Top of Materials provided

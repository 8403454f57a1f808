//! Random-access byte storage for a database file.
//!
//! A [`Buffer`] holds the raw bytes of the file, either as an owned copy or as a
//! memory-mapped view, and exposes primitive reads that are fully specified by an
//! explicit `u64` offset. There is no cursor: every method takes `&self`, so one
//! buffer can serve any number of threads without synchronization.
//!
//! Offsets are `u64` throughout so files larger than 2 GiB (and pointer targets
//! beyond `i32::MAX`) are addressed without narrowing.

use crate::error::{MmdbError, Result};
use crate::mmap::MappedFile;
use serde::{Deserialize, Serialize};
use std::io::Read;
use std::path::Path;

/// How the file contents are made available to the reader
#[derive(Debug, Clone, Copy, Default, PartialEq, Eq, Serialize, Deserialize)]
#[serde(rename_all = "snake_case")]
pub enum FileAccessMode {
    /// Map the file read-only into memory (shared with the OS page cache)
    #[default]
    Mmap,
    /// Copy the whole file into an owned heap allocation
    Memory,
}

/// Storage for database data - either owned or memory-mapped
pub enum Buffer {
    /// Whole file copied into a contiguous owned region
    Owned(Box<[u8]>),
    /// Read-only view over a mapped file
    Mapped(MappedFile),
}

impl Buffer {
    /// Take ownership of an in-memory copy of the file
    pub fn from_bytes(data: Vec<u8>) -> Result<Self> {
        if data.is_empty() {
            return Err(MmdbError::invalid_database(
                "The buffer is empty and is not a valid MaxMind DB file",
            ));
        }
        Ok(Buffer::Owned(data.into_boxed_slice()))
    }

    /// Open a file on disk with the given access mode
    pub fn open<P: AsRef<Path>>(path: P, mode: FileAccessMode) -> Result<Self> {
        match mode {
            FileAccessMode::Mmap => Ok(Buffer::Mapped(MappedFile::open(path)?)),
            FileAccessMode::Memory => {
                let path = path.as_ref();
                let data = std::fs::read(path)?;
                if data.is_empty() {
                    return Err(MmdbError::invalid_database(format!(
                        "{} is empty and is not a valid MaxMind DB file",
                        path.display()
                    )));
                }
                Self::from_bytes(data)
            }
        }
    }

    /// Consume an arbitrary stream.
    ///
    /// In [`FileAccessMode::Mmap`] mode the stream is spooled to a temporary file
    /// first, since a stream cannot be mapped directly.
    pub fn from_reader<R: Read>(mut reader: R, mode: FileAccessMode) -> Result<Self> {
        match mode {
            FileAccessMode::Mmap => Ok(Buffer::Mapped(MappedFile::from_reader(reader)?)),
            FileAccessMode::Memory => {
                let mut data = Vec::new();
                reader.read_to_end(&mut data)?;
                Self::from_bytes(data)
            }
        }
    }

    /// The whole file
    pub fn as_slice(&self) -> &[u8] {
        match self {
            Buffer::Owned(v) => &v[..],
            Buffer::Mapped(m) => m.as_slice(),
        }
    }

    /// Total length in bytes
    pub fn len(&self) -> u64 {
        self.as_slice().len() as u64
    }

    /// Always false for a constructed buffer
    pub fn is_empty(&self) -> bool {
        self.as_slice().is_empty()
    }

    /// Access mode this buffer was created with
    pub fn mode(&self) -> FileAccessMode {
        match self {
            Buffer::Owned(_) => FileAccessMode::Memory,
            Buffer::Mapped(_) => FileAccessMode::Mmap,
        }
    }

    /// Exactly `count` bytes starting at `offset`
    pub fn read(&self, offset: u64, count: u64) -> Result<&[u8]> {
        let len = self.len();
        match offset.checked_add(count) {
            Some(end) if end <= len => Ok(&self.as_slice()[offset as usize..end as usize]),
            _ => Err(MmdbError::invalid_database(format!(
                "Attempt to read {} bytes at offset {} beyond the end of the MaxMind DB file ({} bytes)",
                count, offset, len
            ))),
        }
    }

    /// One byte at `offset`
    pub fn read_one(&self, offset: u64) -> Result<u8> {
        Ok(self.read(offset, 1)?[0])
    }

    /// A UTF-8 string of `count` bytes, validated in place
    pub fn read_string(&self, offset: u64, count: u64) -> Result<&str> {
        std::str::from_utf8(self.read(offset, count)?)
            .map_err(|e| MmdbError::bad_data(format!("invalid UTF-8 at offset {}: {}", offset, e)))
    }

    /// Big-endian signed 32-bit integer (always 4 bytes)
    pub fn read_fixed_i32(&self, offset: u64) -> Result<i32> {
        let mut bytes = [0u8; 4];
        bytes.copy_from_slice(self.read(offset, 4)?);
        Ok(i32::from_be_bytes(bytes))
    }

    /// Big-endian unsigned integer of 0 to 4 bytes, zero-extended
    pub fn read_var_uint(&self, offset: u64, count: u64) -> Result<u32> {
        if count > 4 {
            return Err(MmdbError::bad_data(format!(
                "variable-width integer of {} bytes exceeds 4",
                count
            )));
        }
        Ok(self
            .read(offset, count)?
            .iter()
            .fold(0u32, |acc, &b| (acc << 8) | b as u32))
    }

    /// Big-endian unsigned integer of 0 to 8 bytes, zero-extended
    pub fn read_u64(&self, offset: u64, count: u64) -> Result<u64> {
        if count > 8 {
            return Err(MmdbError::bad_data(format!(
                "invalid size of uint64: {} bytes",
                count
            )));
        }
        Ok(self
            .read(offset, count)?
            .iter()
            .fold(0u64, |acc, &b| (acc << 8) | b as u64))
    }

    /// Big-endian unsigned integer of 0 to 16 bytes.
    ///
    /// Accumulating into an unsigned type means a set top bit is a value bit;
    /// the result is never negative.
    pub fn read_big_uint(&self, offset: u64, count: u64) -> Result<u128> {
        if count > 16 {
            return Err(MmdbError::bad_data(format!(
                "invalid size of uint128: {} bytes",
                count
            )));
        }
        Ok(self
            .read(offset, count)?
            .iter()
            .fold(0u128, |acc, &b| (acc << 8) | b as u128))
    }

    /// IEEE 754 double, big-endian
    pub fn read_f64(&self, offset: u64) -> Result<f64> {
        let mut bytes = [0u8; 8];
        bytes.copy_from_slice(self.read(offset, 8)?);
        Ok(f64::from_be_bytes(bytes))
    }

    /// IEEE 754 single, big-endian
    pub fn read_f32(&self, offset: u64) -> Result<f32> {
        let mut bytes = [0u8; 4];
        bytes.copy_from_slice(self.read(offset, 4)?);
        Ok(f32::from_be_bytes(bytes))
    }
}

impl std::fmt::Debug for Buffer {
    fn fmt(&self, f: &mut std::fmt::Formatter<'_>) -> std::fmt::Result {
        f.debug_struct("Buffer")
            .field("mode", &self.mode())
            .field("len", &self.len())
            .finish()
    }
}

Bottom of Materials provided

> [Aim of the exercise]: A verbatim transcription is required: the first line of the listing, the line containing "given access mode", and every line between them.

> [Written answer]:
repository 8403454f57a1f808
//! Random-access byte storage for a database file.
//!
//! A [`Buffer`] holds the raw bytes of the file, either as an owned copy or as a
//! memory-mapped view, and exposes primitive reads that are fully specified by an
//! explicit `u64` offset. There is no cursor: every method takes `&self`, so one
//! buffer can serve any number of threads without synchronization.
//!
//! Offsets are `u64` throughout so files larger than 2 GiB (and pointer targets
//! beyond `i32::MAX`) are addressed without narrowing.

use crate::error::{MmdbError, Result};
use crate::mmap::MappedFile;
use serde::{Deserialize, Serialize};
use std::io::Read;
use std::path::Path;

/// How the file contents are made available to the reader
#[derive(Debug, Clone, Copy, Default, PartialEq, Eq, Serialize, Deserialize)]
#[serde(rename_all = "snake_case")]
pub enum FileAccessMode {
    /// Map the file read-only into memory (shared with the OS page cache)
    #[default]
    Mmap,
    /// Copy the whole file into an owned heap allocation
    Memory,
}

/// Storage for database data - either owned or memory-mapped
pub enum Buffer {
    /// Whole file copied into a contiguous owned region
    Owned(Box<[u8]>),
    /// Read-only view over a mapped file
    Mapped(MappedFile),
}

impl Buffer {
    /// Take ownership of an in-memory copy of the file
    pub fn from_bytes(data: Vec<u8>) -> Result<Self> {
        if data.is_empty() {
            return Err(MmdbError::invalid_database(
                "The buffer is empty and is not a valid MaxMind DB file",
            ));
        }
        Ok(Buffer::Owned(data.into_boxed_slice()))
    }

    /// Open a file on disk with the given access mode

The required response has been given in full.